A review of the disease progression among the eight reported cases found an elevation in circulating levels of the rate-limiting hepatic enzyme 5-aminolevulinic acid synthase-1 (ALAS1) and response to treatment with hemin. The authors concluded that this finding suggests that the liver is an important source of excess ALA in ADP, although the marrow may also be a contributor. [9]

Lead poisoning may produce a clinical picture that mimics ADP. This condition is termed plumboporphyria, because the heavy metal is a potent inhibitor of ALAD. [1]



ALAD deficiency porphyria (ADP) is an autosomal recessive porphyria that results from mutations in the ALAD gene on chromosome band 9q34. The heterogeneity of the mutations accounts for the varied phenotypes in the studied cases. [10] Erythrocyte ALAD activity is less than 3% of normal in homozygotes and 50% of normal in heterozygotes. [5]

Precipitants of the acute attack include the following [11] :

  • Decreased caloric intake

  • Dehydration

  • Alcohol

  • Drugs that induce the cytochrome P-450 system: Classically unsafe drugs include barbiturates (eg, phenobarbital), phenytoin, griseofulvin, sulfonamides, and valproic acid

  • Estrogen or progesterone use

  • Acute physical and psychologic stressors

  • Infection



ADP is extremely rare. Only 8 confirmed cases of ALA dehydratase deficiency porphyria (ADP) have been reported worldwide, with only one of them in the United States. [11]

ADP occurs too rarely to determine the frequency in specific races. Of the 8 known cases, 6 were identified in Europe: 3 of the patients are of German lineage, 2 are Swedish, and 1 is Belgian. The seventh case was reported in the United States. [12]

No known reason for a sexual predilection exists for ADP. However, all 8 cases occurred in males.

The clinical onset of ADP typically occurs at birth or during childhood. However, late-onset disease has been recognized.



The 8 reported patients with ALAD deficiency porphyria (ADP) had markedly differing clinical courses. Patients with ADP have had highly variable presentations, ranging from failure to thrive in an infant to the development of a polyneuropathy in a 63-year-old man. Recurrent attacks of neurovisceral symptoms may be life threatening. 

Neurovisceral attacks can recur throughout adulthood in otherwise healthy individuals.

A Swedish boy who had experienced severe ALAD deficiency porphyria (ADP) attacks refractory to treatment since birth underwent liver transplantation at age 6. A modest improvement in symptoms was noted, but the child died from pneumonia at age 9. [13]

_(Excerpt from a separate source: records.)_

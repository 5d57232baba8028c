//! Main TUI application state and logic

use crate::heap::parse::{parse_key, parse_keys};
use crate::heap::{HeapError, Key};
use crate::playback::constants::POLL_INTERVAL_MS;
use crate::session::Session;
use crate::ui::panes::{
    render_array_pane, render_input_bar, render_stats_pane, render_status_bar, render_tree_pane,
    StatsRenderData, StatusRenderData,
};
use crate::ui::view::HeapView;
use crossterm::event::{self, Event, KeyCode, KeyEvent, KeyEventKind};
use ratatui::{
    backend::Backend,
    layout::{Constraint, Direction, Layout},
    Frame, Terminal,
};
use std::io;
use std::time::{Duration, Instant};
use tracing::debug;

/// What the open prompt is collecting
#[derive(Debug, Clone, Copy, PartialEq, Eq)]
pub enum InputMode {
    /// A single value to insert
    Insert,
    /// A list of values that replaces the heap
    Load,
}

impl InputMode {
    fn prompt(self) -> &'static str {
        match self {
            InputMode::Insert => "Insert value:",
            InputMode::Load => "Load values (comma separated):",
        }
    }
}

/// An open input prompt
#[derive(Debug, Clone)]
pub struct InputPrompt {
    pub mode: InputMode,
    pub buffer: String,
    /// Inline validation error from the last submit
    pub error: Option<String>,
}

impl InputPrompt {
    fn new(mode: InputMode) -> Self {
        InputPrompt {
            mode,
            buffer: String::new(),
            error: None,
        }
    }
}

/// The main application state
pub struct App {
    /// The session holding the heap, its trace and the playback cursor
    pub session: Session<HeapView>,

    /// Whether the app should quit
    pub should_quit: bool,

    /// Status message to display
    pub status_message: String,

    /// Whether the status message reports a failed command
    pub status_is_error: bool,

    /// Open input prompt, if any
    pub input: Option<InputPrompt>,

    /// Last time space was pressed (for debouncing)
    pub last_space_press: Instant,
}

impl App {
    /// Create a new app around `session`
    pub fn new(session: Session<HeapView>) -> Self {
        App {
            session,
            should_quit: false,
            status_message: String::from("Ready! Press i to insert a value."),
            status_is_error: false,
            input: None,
            last_space_press: Instant::now()
                .checked_sub(Duration::from_secs(1))
                .unwrap_or(Instant::now()),
        }
    }

    /// Run the TUI application
    pub fn run<B: Backend>(&mut self, terminal: &mut Terminal<B>) -> io::Result<()> {
        loop {
            terminal.draw(|f| self.render(f))?;

            if self.should_quit {
                break;
            }

            self.session.advance(Instant::now());

            // Use poll with timeout so playback keeps ticking without input
            if event::poll(Duration::from_millis(POLL_INTERVAL_MS))? {
                if let Event::Key(key) = event::read()? {
                    if key.kind == KeyEventKind::Press {
                        self.handle_key_event(key);
                    }
                }
            }
        }

        Ok(())
    }

    /// Render the UI
    fn render(&mut self, frame: &mut Frame) {
        let size = frame.area();

        // Panes on top, status bar at the bottom
        let main_chunks = Layout::default()
            .direction(Direction::Vertical)
            .constraints([Constraint::Min(0), Constraint::Length(1)])
            .split(size);

        // Tree (top) | Array (bottom) on the left, stats on the right
        let columns = Layout::default()
            .direction(Direction::Horizontal)
            .constraints([Constraint::Percentage(72), Constraint::Percentage(28)])
            .split(main_chunks[0]);

        let left_rows = Layout::default()
            .direction(Direction::Vertical)
            .constraints([Constraint::Min(8), Constraint::Length(5)])
            .split(columns[0]);

        let view = self.session.renderer();
        let controller = self.session.controller();

        render_tree_pane(frame, left_rows[0], view);
        render_array_pane(frame, left_rows[1], view);
        render_stats_pane(
            frame,
            columns[1],
            StatsRenderData {
                view,
                stats: self.session.stats(),
                cursor: controller.cursor(),
                total_steps: controller.len(),
                state: controller.state(),
                speed: controller.speed(),
            },
        );

        match &self.input {
            Some(prompt) => render_input_bar(
                frame,
                main_chunks[1],
                prompt.mode.prompt(),
                &prompt.buffer,
                prompt.error.as_deref(),
            ),
            None => render_status_bar(
                frame,
                main_chunks[1],
                StatusRenderData {
                    message: &self.status_message,
                    is_error: self.status_is_error,
                    cursor: controller.cursor(),
                    total_steps: controller.len(),
                    state: controller.state(),
                },
            ),
        }
    }

    /// Handle keyboard events
    pub fn handle_key_event(&mut self, key: KeyEvent) {
        if self.input.is_some() {
            self.handle_input_key(key);
            return;
        }

        let now = Instant::now();
        match key.code {
            KeyCode::Char('q') | KeyCode::Char('Q') => {
                self.should_quit = true;
            }
            KeyCode::Char('i') => {
                self.input = Some(InputPrompt::new(InputMode::Insert));
            }
            KeyCode::Char('l') => {
                self.input = Some(InputPrompt::new(InputMode::Load));
            }
            KeyCode::Char('d') => match self.session.delete(now) {
                Ok(value) => self.set_status(format!("Deleted root {}", value)),
                Err(e) => self.set_error(e),
            },
            KeyCode::Char('b') => match self.session.build_heap(now) {
                Ok(()) => self.set_status("Building max heap".to_string()),
                Err(e) => self.set_error(e),
            },
            KeyCode::Char('s') => match self.session.heap_sort(now) {
                Ok(sorted) => self.set_status(format!("Sorted: [{}]", format_keys(&sorted))),
                Err(e) => self.set_error(e),
            },
            KeyCode::Char('c') => {
                self.session.clear();
                self.set_status("Cleared".to_string());
            }
            KeyCode::Char('r') => {
                self.session.reset();
                self.set_status("Reset".to_string());
            }
            KeyCode::Char('+') | KeyCode::Char('=') => {
                let speed = self.session.speed().faster();
                self.session.set_speed(speed);
                self.set_status(format!("Speed {}", speed));
            }
            KeyCode::Char('-') | KeyCode::Char('_') => {
                let speed = self.session.speed().slower();
                self.session.set_speed(speed);
                self.set_status(format!("Speed {}", speed));
            }
            KeyCode::Left => {
                self.session.step_backward();
                self.set_status("Stepped backward".to_string());
            }
            KeyCode::Right => {
                self.session.step_forward();
                self.set_status("Stepped forward".to_string());
            }
            KeyCode::Enter => {
                // Jump to end of the trace
                let total = self.session.controller().len();
                while self.session.controller().cursor() < total {
                    self.session.step_forward();
                }
                self.set_status("Jumped to end".to_string());
            }
            KeyCode::Backspace => {
                // Jump to start of the trace
                while self.session.controller().cursor() > 0 {
                    self.session.step_backward();
                }
                self.set_status("Jumped to start".to_string());
            }
            KeyCode::Char(' ') => {
                // Toggle auto-play mode (with 200ms debounce to prevent key repeat spam)
                if self.last_space_press.elapsed() >= Duration::from_millis(200) {
                    self.last_space_press = Instant::now();
                    self.session.toggle(now);
                    let status = if self.session.controller().is_playing() {
                        "Playing..."
                    } else {
                        "Paused"
                    };
                    self.set_status(status.to_string());
                }
            }
            _ => {}
        }
    }

    fn handle_input_key(&mut self, key: KeyEvent) {
        let Some(prompt) = self.input.as_mut() else {
            return;
        };

        match key.code {
            KeyCode::Esc => {
                self.input = None;
                self.set_status("Cancelled".to_string());
            }
            KeyCode::Backspace => {
                prompt.buffer.pop();
                prompt.error = None;
            }
            KeyCode::Char(c) => {
                prompt.buffer.push(c);
                prompt.error = None;
            }
            KeyCode::Enter => {
                let mode = prompt.mode;
                let text = prompt.buffer.clone();
                match self.submit(mode, &text) {
                    Ok(status) => {
                        self.input = None;
                        self.set_status(status);
                    }
                    Err(e) => {
                        debug!(error = %e, "input rejected");
                        if let Some(prompt) = self.input.as_mut() {
                            prompt.error = Some(e.to_string());
                        }
                    }
                }
            }
            _ => {}
        }
    }

    fn submit(&mut self, mode: InputMode, text: &str) -> Result<String, HeapError> {
        let now = Instant::now();
        match mode {
            InputMode::Insert => {
                let value = parse_key(text)?;
                self.session.insert(value, now)?;
                Ok(format!("Inserted {}", value))
            }
            InputMode::Load => {
                let values = parse_keys(text)?;
                self.session.load(&values, now);
                Ok(format!("Loaded {} value(s)", values.len()))
            }
        }
    }

    fn set_status(&mut self, message: String) {
        self.status_message = message;
        self.status_is_error = false;
    }

    fn set_error(&mut self, error: HeapError) {
        self.status_message = match error {
            HeapError::EmptyHeap => "Heap is empty! Please insert some values first.".to_string(),
            other => other.to_string(),
        };
        self.status_is_error = true;
    }
}

/// Join keys for display
pub fn format_keys(keys: &[Key]) -> String {
    keys.iter()
        .map(|k| k.to_string())
        .collect::<Vec<_>>()
        .join(", ")
}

A patient who presented with late-onset porphyria died from a comorbid hematologic malignancy.


Patient Education

Patients with ALAD deficiency porphyria (ADP) should be informed about the triggers of acute ALAD deficiency porphyria (ADP), as well as safe medications (as discussed in Medication).

The American Porphyria Foundation Web site contains lists of safe and unsafe medications, along with other pertinent information for patients with porphyria diseases.